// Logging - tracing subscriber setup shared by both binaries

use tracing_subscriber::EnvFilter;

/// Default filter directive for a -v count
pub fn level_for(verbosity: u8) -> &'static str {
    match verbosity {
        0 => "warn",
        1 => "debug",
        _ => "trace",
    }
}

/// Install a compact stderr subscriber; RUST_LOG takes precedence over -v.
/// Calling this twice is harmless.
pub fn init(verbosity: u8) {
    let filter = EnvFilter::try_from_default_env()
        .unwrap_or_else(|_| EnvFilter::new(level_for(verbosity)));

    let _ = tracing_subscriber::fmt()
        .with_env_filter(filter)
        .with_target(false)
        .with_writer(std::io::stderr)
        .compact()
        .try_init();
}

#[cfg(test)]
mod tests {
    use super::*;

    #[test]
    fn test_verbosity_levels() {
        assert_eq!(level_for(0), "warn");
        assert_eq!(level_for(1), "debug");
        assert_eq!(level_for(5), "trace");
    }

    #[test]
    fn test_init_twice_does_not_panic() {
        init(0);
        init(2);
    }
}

—————

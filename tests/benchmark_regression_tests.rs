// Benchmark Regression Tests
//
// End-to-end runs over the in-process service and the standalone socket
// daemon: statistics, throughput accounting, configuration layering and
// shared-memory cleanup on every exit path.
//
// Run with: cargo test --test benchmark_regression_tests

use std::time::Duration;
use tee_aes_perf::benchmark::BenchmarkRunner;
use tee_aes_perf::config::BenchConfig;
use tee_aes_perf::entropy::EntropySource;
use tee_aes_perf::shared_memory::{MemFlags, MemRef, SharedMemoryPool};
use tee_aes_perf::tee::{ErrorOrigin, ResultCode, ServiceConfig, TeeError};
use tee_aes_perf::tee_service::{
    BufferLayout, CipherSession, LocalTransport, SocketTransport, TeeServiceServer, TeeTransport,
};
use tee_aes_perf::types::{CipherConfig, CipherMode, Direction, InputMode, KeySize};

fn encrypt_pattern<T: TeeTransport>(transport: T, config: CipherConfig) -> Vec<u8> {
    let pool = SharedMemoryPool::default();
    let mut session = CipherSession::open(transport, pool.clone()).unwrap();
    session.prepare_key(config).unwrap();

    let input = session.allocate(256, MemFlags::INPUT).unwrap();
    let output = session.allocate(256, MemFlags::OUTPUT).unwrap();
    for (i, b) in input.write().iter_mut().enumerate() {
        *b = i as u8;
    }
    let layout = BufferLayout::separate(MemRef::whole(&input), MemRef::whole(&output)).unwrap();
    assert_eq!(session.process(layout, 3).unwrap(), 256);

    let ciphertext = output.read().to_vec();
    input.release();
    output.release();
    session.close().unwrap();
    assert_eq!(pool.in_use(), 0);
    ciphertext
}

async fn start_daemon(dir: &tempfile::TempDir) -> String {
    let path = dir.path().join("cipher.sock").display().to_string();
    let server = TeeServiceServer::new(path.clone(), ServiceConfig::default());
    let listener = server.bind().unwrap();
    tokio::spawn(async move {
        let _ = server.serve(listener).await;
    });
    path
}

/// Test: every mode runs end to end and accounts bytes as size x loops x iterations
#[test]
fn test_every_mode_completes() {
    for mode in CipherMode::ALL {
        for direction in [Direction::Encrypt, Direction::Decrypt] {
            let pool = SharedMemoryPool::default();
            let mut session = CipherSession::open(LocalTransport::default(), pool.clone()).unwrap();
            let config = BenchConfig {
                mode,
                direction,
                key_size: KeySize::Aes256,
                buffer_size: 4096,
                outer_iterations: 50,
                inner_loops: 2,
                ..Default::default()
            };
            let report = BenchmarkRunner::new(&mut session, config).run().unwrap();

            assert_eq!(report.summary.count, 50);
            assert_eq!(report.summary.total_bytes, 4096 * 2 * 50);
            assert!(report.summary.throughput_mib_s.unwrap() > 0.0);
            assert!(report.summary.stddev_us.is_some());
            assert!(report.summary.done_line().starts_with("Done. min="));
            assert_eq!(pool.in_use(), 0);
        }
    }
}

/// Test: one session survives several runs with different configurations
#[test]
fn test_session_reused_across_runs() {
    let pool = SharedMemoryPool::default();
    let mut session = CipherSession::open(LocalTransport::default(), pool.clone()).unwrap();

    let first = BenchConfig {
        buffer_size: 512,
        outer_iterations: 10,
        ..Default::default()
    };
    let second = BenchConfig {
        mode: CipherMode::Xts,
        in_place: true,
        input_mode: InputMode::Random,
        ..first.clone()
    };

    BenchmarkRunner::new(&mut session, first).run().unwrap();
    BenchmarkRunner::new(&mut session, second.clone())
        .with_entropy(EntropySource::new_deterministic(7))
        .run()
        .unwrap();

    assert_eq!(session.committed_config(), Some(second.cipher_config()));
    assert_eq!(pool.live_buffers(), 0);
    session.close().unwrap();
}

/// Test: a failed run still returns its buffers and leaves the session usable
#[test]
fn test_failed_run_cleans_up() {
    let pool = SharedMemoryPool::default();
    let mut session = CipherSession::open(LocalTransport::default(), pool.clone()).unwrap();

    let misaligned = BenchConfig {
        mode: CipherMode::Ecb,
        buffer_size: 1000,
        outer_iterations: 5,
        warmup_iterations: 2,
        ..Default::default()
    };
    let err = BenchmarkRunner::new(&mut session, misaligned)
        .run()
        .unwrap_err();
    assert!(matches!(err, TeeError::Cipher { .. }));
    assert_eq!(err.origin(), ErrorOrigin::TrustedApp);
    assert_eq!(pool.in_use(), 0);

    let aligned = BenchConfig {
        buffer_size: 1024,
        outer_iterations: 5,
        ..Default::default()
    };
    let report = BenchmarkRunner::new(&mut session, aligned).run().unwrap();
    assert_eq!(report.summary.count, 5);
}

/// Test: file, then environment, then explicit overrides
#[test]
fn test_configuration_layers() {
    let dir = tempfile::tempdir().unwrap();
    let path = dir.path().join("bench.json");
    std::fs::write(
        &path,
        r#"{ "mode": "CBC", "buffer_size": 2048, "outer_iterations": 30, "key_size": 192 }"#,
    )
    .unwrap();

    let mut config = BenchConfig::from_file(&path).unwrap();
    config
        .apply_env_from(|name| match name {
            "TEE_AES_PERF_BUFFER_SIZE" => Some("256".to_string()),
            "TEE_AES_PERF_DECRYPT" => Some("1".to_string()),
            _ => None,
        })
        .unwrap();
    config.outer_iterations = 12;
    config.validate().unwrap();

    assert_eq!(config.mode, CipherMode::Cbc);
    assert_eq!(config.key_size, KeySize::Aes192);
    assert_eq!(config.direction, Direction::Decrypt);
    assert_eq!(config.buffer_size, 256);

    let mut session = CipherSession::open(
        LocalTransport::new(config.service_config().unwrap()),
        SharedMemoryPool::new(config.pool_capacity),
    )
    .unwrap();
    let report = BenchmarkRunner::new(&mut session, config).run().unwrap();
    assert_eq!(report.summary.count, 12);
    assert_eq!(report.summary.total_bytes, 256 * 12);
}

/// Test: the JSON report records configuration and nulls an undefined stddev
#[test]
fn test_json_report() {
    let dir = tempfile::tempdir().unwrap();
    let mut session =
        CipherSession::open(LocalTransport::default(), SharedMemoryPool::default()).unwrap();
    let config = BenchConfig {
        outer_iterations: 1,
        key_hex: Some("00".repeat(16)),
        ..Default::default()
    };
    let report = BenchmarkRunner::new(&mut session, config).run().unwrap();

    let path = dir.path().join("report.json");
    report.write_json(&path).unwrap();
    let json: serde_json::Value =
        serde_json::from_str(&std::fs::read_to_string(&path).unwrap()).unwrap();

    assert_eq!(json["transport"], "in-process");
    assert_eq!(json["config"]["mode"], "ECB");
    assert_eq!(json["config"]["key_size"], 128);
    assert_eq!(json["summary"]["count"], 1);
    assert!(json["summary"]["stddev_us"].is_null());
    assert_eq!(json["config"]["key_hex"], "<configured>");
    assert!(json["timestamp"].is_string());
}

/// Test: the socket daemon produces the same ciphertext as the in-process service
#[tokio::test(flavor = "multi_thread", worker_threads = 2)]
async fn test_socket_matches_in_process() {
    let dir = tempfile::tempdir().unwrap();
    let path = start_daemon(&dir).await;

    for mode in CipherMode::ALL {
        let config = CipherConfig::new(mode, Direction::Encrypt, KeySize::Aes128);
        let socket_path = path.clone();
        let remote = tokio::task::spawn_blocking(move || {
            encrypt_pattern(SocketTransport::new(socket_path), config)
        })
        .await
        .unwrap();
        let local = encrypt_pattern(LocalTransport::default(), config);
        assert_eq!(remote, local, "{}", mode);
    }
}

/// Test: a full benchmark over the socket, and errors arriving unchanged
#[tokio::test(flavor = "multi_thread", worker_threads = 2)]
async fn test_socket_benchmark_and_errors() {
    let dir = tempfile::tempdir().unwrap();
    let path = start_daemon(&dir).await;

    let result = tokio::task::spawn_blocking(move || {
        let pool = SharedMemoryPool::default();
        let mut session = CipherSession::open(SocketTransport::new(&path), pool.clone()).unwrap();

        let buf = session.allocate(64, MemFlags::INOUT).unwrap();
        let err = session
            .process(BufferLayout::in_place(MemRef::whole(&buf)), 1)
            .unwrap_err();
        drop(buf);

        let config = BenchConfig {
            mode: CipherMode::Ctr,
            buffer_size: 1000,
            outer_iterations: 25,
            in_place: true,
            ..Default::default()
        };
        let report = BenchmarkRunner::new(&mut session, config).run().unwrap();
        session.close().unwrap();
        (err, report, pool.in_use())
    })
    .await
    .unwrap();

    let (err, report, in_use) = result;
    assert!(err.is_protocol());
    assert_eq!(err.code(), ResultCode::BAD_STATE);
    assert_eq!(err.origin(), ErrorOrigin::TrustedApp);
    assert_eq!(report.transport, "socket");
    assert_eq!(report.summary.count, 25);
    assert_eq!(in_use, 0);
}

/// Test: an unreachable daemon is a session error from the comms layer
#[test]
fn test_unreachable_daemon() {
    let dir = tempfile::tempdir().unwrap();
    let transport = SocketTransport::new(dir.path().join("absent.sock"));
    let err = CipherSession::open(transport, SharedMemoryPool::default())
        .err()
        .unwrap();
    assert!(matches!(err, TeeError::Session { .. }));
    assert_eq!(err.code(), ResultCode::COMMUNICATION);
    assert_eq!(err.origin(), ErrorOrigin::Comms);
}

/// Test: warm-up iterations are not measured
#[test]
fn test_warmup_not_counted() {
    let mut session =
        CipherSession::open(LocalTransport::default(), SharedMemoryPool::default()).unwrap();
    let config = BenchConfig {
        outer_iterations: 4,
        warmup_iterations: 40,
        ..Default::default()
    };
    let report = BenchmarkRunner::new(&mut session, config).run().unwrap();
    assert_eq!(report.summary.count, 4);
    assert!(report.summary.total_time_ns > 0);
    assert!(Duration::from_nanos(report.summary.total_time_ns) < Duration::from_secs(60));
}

—————

ASSIGNMENT:
Set down exactly the lines of the data above, beginning with the line that has "by both binaries" and ending with the line that has "precedence over -v.", and no others.

WRITTEN RESPONSE:
// Logging - tracing subscriber setup shared by both binaries

use tracing_subscriber::EnvFilter;

/// Default filter directive for a -v count
pub fn level_for(verbosity: u8) -> &'static str {
    match verbosity {
        0 => "warn",
        1 => "debug",
        _ => "trace",
    }
}

/// Install a compact stderr subscriber; RUST_LOG takes precedence over -v.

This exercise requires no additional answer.